Cooper would think he was the heroic rescuer, but the Red-Haired Woman would see him for what he truly was:  a wretch who dug in her garden and stole her phone.  And that would be the end of Cooper.

Perhaps it might have worked, if not for the lightning.

But that night, after the Red-Haired Woman gave up searching for her phone and went to bed and Shreddy lay twitching beside her, dreaming of playing Cars Vs.
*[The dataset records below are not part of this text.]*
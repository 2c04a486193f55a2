use js_sys::{Float32Array, Object, Reflect, Uint32Array};
use wasm_bindgen::JsValue;

pub fn new_obj() -> Object { Object::new() }
pub fn set_kv(obj: &Object, k: &str, v: &JsValue) {
    let _ = Reflect::set(obj, &JsValue::from_str(k), v);
}
pub fn arr_u32(slice: &[u32]) -> Uint32Array {
    let arr = Uint32Array::new_with_length(slice.len() as u32);
    arr.copy_from(slice); arr
}
pub fn arr_f32(slice: &[f32]) -> Float32Array {
    let arr = Float32Array::new_with_length(slice.len() as u32);
    arr.copy_from(slice); arr
}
Zombies, there was a lightning storm of awesome proportion.  Winds and rain rioted the air, and lightening forked across the sky followed by the hideous crack of thunder… and the crack of an elm branch, thick as the telephone pole it crashed into.
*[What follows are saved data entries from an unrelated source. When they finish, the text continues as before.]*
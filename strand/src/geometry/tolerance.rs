// Centralized tolerances and helpers for robust geometry

pub const EPS_POS: f32 = 1e-4;            // point coincidence threshold (pct)
pub const EPS_LEN: f32 = 1e-6;            // zero-length vector threshold
pub const EPS_DENOM: f32 = 1e-8;          // denominator guard for ratios
pub const EPS_COORD: f32 = 1e-3;          // coordinate compare slack for tests/invariants

// Uniform parameter steps used when sampling a cubic for hit-testing.
// On-screen tolerance is a few pixels, so plain sampling is enough; bump
// this rather than switching to root-finding if finer picking is needed.
pub const CURVE_SAMPLES: u32 = 200;

// Hit-testing tolerances, in image pixels.
pub const VERTEX_TOL_PX: f32 = 6.0;
pub const SEGMENT_TOL_PX: f32 = 10.0;

#[inline] pub fn clamp01(x: f32) -> f32 { x.max(0.0).min(1.0) }
#[inline] pub fn clamp(x: f32, lo: f32, hi: f32) -> f32 { x.max(lo).min(hi) }
#[inline] pub fn approx_eq(a: f32, b: f32, eps: f32) -> bool { (a - b).abs() <= eps }

#[inline]
pub fn safe_div(num: f32, den: f32, fallback: f32) -> f32 {
    if den.abs() <= EPS_DENOM { fallback } else { num / den }
}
The elm branch tumbled, tangled in telephone and power lines, down to the garden beneath.  Angry, urgent electrons coursed from the broken ends of those lines, desperately seeking the lower ground offered by the garden.

Inside the house, Shreddy and the Red-Haired Woman slept fitfully; Cooper slept soundly; and, Susie awoke suddenly.  She knew, deep inside her, that something was wrong.  Whining and tucking her tail worriedly between her hind legs, Susie risked the storm and took the pet door outside.  Peering through the dark, she looked at the garden, but her dog’s eyes couldn’t see a thing.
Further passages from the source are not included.